Es sind diese opulenten, vielschichtigen Arrangements, die in Sachen Ausdruckskraft die Leerstellen ausfüllen, die Devolderes monotones Genuschel zuweilen zulässt. Das Album nutzt die originalen Gesangsaufnahmen aus dem Hotelzimmer in Palermo, weswegen man ganz genau hinhören muss, um ihre emotionale Topografie zu erfühlen – weswegen es aber auch besonders intim und roh klingt, wenn die Stimme mal ausbricht, wie am Ende von "Time bomb", welches das verehrte "baby" und "honey" als tickende Femme Fatale in Szene setzt. Doch Verzweiflung ist keineswegs die Konstante einer Platte, die mit ihren sanften, aber unermüdlichen Grooves souligen Optimismus verbreitet, die Distanz zur Verlorenen per Hüftschwung zu überbrücken versucht. "When I am with you" stellt mit von handgespielter Percussion und soften Licks abgetrocknetem Soft-Rock schon früh die Frage in den Raum, warum man mit Leonard Cohen in der dunklen Kammer abstürzen soll, wenn man auch mit Barry Manilow an der Pool-Bar sitzen kann.

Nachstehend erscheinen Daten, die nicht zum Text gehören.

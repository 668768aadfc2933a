// Configuration management
//
// Handles emulator configuration, settings persistence, and speed control.

use serde::{Deserialize, Serialize};
use std::fs;
use std::io;
use std::path::PathBuf;

/// Default configuration file path
const CONFIG_FILE: &str = "emulator_config.toml";

/// Emulator configuration
///
/// Stores all user-configurable settings for the emulator.
#[derive(Debug, Clone, Serialize, Deserialize)]
pub struct EmulatorConfig {
    /// Video settings
    pub video: VideoConfig,

    /// Save state settings
    pub save_state: SaveStateConfig,

    /// Screenshot settings
    pub screenshot: ScreenshotConfig,

    /// Hotkeys
    pub hotkeys: HotkeyConfig,
}

/// Video configuration
#[derive(Debug, Clone, Serialize, Deserialize)]
pub struct VideoConfig {
    /// Window scale (1-4)
    pub scale: u32,

    /// Enable VSync
    pub vsync: bool,

    /// Target FPS (usually 60 for NTSC)
    pub fps: u32,

    /// Enable fullscreen
    pub fullscreen: bool,
}

/// Save state configuration
#[derive(Debug, Clone, Serialize, Deserialize)]
pub struct SaveStateConfig {
    /// Number of save slots (1-10)
    pub slots: u8,

    /// Auto-save on exit
    pub auto_save_on_exit: bool,

    /// Save directory
    pub save_directory: PathBuf,
}

/// Screenshot configuration
#[derive(Debug, Clone, Serialize, Deserialize)]
pub struct ScreenshotConfig {
    /// Screenshot directory
    pub screenshot_directory: PathBuf,

    /// Include timestamp in filename
    pub include_timestamp: bool,
}

/// Hotkey configuration
#[derive(Debug, Clone, Serialize, Deserialize)]
pub struct HotkeyConfig {
    /// Quick save (default: F5)
    pub quick_save: String,

    /// Quick load (default: F7)
    pub quick_load: String,

    /// Reset (default: F8)
    pub reset: String,

    /// Screenshot (default: F9)
    pub screenshot: String,

    /// Fast forward (default: Tab)
    pub fast_forward: String,

    /// Pause (default: P)
    pub pause: String,
}

/// Speed mode for emulation
#[derive(Debug, Clone, Copy, PartialEq, Eq, Serialize, Deserialize)]
pub enum SpeedMode {
    /// Normal speed (1x)
    Normal,

    /// Fast forward 2x
    FastForward2x,

    /// Fast forward 4x
    FastForward4x,

    /// Slow motion (0.5x)
    SlowMotion,

    /// Paused (0x)
    Paused,
}

impl SpeedMode {
    /// Get the speed multiplier
    ///
    /// # Returns
    ///
    /// The speed multiplier (1.0 = normal speed)
    pub fn multiplier(self) -> f32 {
        match self {
            SpeedMode::Normal => 1.0,
            SpeedMode::FastForward2x => 2.0,
            SpeedMode::FastForward4x => 4.0,
            SpeedMode::SlowMotion => 0.5,
            SpeedMode::Paused => 0.0,
        }
    }
}

impl Default for EmulatorConfig {
    fn default() -> Self {
        EmulatorConfig {
            video: VideoConfig {
                scale: 3,
                vsync: true,
                fps: 60,
                fullscreen: false,
            },
            save_state: SaveStateConfig {
                slots: 10,
                auto_save_on_exit: false,
                save_directory: PathBuf::from("saves"),
            },
            screenshot: ScreenshotConfig {
                screenshot_directory: PathBuf::from("screenshots"),
                include_timestamp: true,
            },
            hotkeys: HotkeyConfig {
                quick_save: "F5".to_string(),
                quick_load: "F7".to_string(),
                reset: "F8".to_string(),
                screenshot: "F9".to_string(),
                fast_forward: "Tab".to_string(),
                pause: "P".to_string(),
            },
        }
    }
}

impl EmulatorConfig {
    /// Load configuration from file or create default
    ///
    /// If the configuration file doesn't exist, creates a default configuration
    /// and saves it to the file.
    ///
    /// # Returns
    ///
    /// The loaded or default configuration
    ///
    /// # Example
    ///
    /// ```
    /// use nes_rs::emulator::EmulatorConfig;
    ///
    /// let config = EmulatorConfig::load_or_default();
    /// ```
    pub fn load_or_default() -> Self {
        Self::load().unwrap_or_else(|_| {
            let config = Self::default();
            // Try to save the default config, but don't fail if we can't
            let _ = config.save();
            config
        })
    }

    /// Load configuration from file
    ///
    /// # Returns
    ///
    /// Result containing the configuration or an error
    pub fn load() -> Result<Self, io::Error> {
        let contents = fs::read_to_string(CONFIG_FILE)?;
        toml::from_str(&contents).map_err(|e| io::Error::new(io::ErrorKind::InvalidData, e))
    }

    /// Save configuration to file
    ///
    /// # Returns
    ///
    /// Result indicating success or error
    ///
    /// # Example
    ///
    /// ```no_run
    /// use nes_rs::emulator::EmulatorConfig;
    ///
    /// let config = EmulatorConfig::default();
    /// config.save().expect("Failed to save configuration");
    /// ```
    pub fn save(&self) -> Result<(), io::Error> {
        let contents = toml::to_string_pretty(self)
            .map_err(|e| io::Error::new(io::ErrorKind::InvalidData, e))?;
        fs::write(CONFIG_FILE, contents)
    }
}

Dass selbst das sonnigste mediterrane Idyll Herzen nicht vor der Erosion bewahren kann, weiß auch, wer "Call me by your name" noch nicht gesehen hat. Doch "Ha ha heartbreak" kittet die meisten Löcher so zu, dass man die Bruchstellen gar nicht mehr sieht. Kreuschs Fehlen macht sich musikalisch kaum bemerkbar, was fasziniert, weil ihr Gesang für die Vorgänger so essenziell war und Devoldere auf einen anderen weiblichen Konterpart verzichtet – zu früh, wahrscheinlich. Als Hörer*in ist man wohl zu sehr damit beschäftigt, die Dynamik, die stilistischen Variationen dieses Chanson-nahen Lounge-Pops nachzuverfolgen und sich etwa zu fragen, ob der Ausraster am Ende des am Kontrabass torkelnden "It had to be you" schon als Free-Jazz durchgeht. Eine ähnlich intensive instrumentale Zuspitzung mit zitternder Gitarre und Bläser-Paranoia liefert das besonders stimmungsvolle "Shadow play", das an dEUS erinnert, neben Balthazar die noch bekanntere belgische Band, die nationalen Charts-Erfolg mit Kunstanspruch verbindet.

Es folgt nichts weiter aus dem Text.